Like Data.gov, not all datasets described in our catalog reside in our repository. For those that scientists chose to publish elsewhere, we have a standard publication page (not unlike the standard Data.gov dataset page). If the dataset looks interesting, a customer can click on the link to the repository where the dataset resides. It’s not hard from the user’s perspective, and we’ve never received a complaint about this structure in over 10 years of operation.

To buttress the case for not over-doing the generic DCAT-US metadata for the special case of scientific data, I will note that while we have a fair number of referrals from Data.gov, we have twice as many from science.gov, 10X more from USDA’s Ag Data Commons (the USDA-wide scientific data catalog) and around 30X more from Google Scholar (U.S. and multiple international versions).

Original Email Submission: DCAT-US-3-Requirements.generality.docx

fellahst commented 8 months ago

Thank you for your valuable insights and suggestions regarding the DCAT-US profile. Your emphasis on keeping the metadata content high-level and user-centric aligns well with the overarching goal of making Data.gov a general-purpose, user-friendly catalog.

Your feedback underscores a key principle in data cataloging – the balance between comprehensiveness and usability.
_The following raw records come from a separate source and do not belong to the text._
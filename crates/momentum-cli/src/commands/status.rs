use anyhow::Result;
use serde_json::json;

use super::{drain_events, print_json, Workspace};

pub fn run() -> Result<()> {
    let mut workspace = Workspace::open()?;
    let snapshot = workspace.engine.snapshot();
    // Reading applies decay; persist it so the next run starts from the same view.
    workspace.save()?;
    print_json(&snapshot)
}

pub async fn reset() -> Result<()> {
    let mut workspace = Workspace::open()?;
    let mut rx = workspace.engine.subscribe();
    workspace.engine.force_reset().await;
    workspace.save()?;
    print_json(&json!({
        "type": "engine_reset",
        "events": drain_events(&mut rx),
    }))
}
We acknowledge your concern that certain detailed metadata elements, while beneficial for agency-specific purposes, may not add significant value to the general user seeking datasets on Data.gov.

We agree that the primary objective of Data.gov should be to facilitate easy discovery and access to datasets for a broad audience. The comparison to a library's catalog, which provides just enough information for users to identify potentially interesting books, is particularly apt. Data.gov should similarly enable users to quickly identify datasets of interest, with the option to delve deeper into detailed metadata at the producer’s site if needed.

Regarding your specific mention of bureau and program codes, we will take your suggestion into consideration

Your experience managing a scientific data repository for the Forest Service and your insights into the user interactions with metadata are particularly informative. It's clear that while rich, detailed metadata is invaluable for specific communities and purposes, a streamlined, general-purpose catalog like Data.gov benefits from a more curated approach to metadata content.

We appreciate the perspective you have provided, emphasizing the importance of a user-focused approach in enhancing the DCAT-US metadata standard. Your input will be a valuable part of our ongoing efforts to refine and improve the DCAT-US profile, ensuring it remains effective and user-friendly.

TDabolt commented 8 months ago

Agree with the draft. For future reference - please refrain from making any comments that could be interpreted as how the future governance / maintenance will be accomplished. "Regarding your specific mention of bureau and program codes, their utility and usage frequency will be assessed. If these elements are indeed frequently used in searches and aid in data discovery, we will explore ways to maintain their relevance and accuracy, possibly considering alternatives like Treasury codes, as suggested." - rather state - we will take that suggestion under consideration.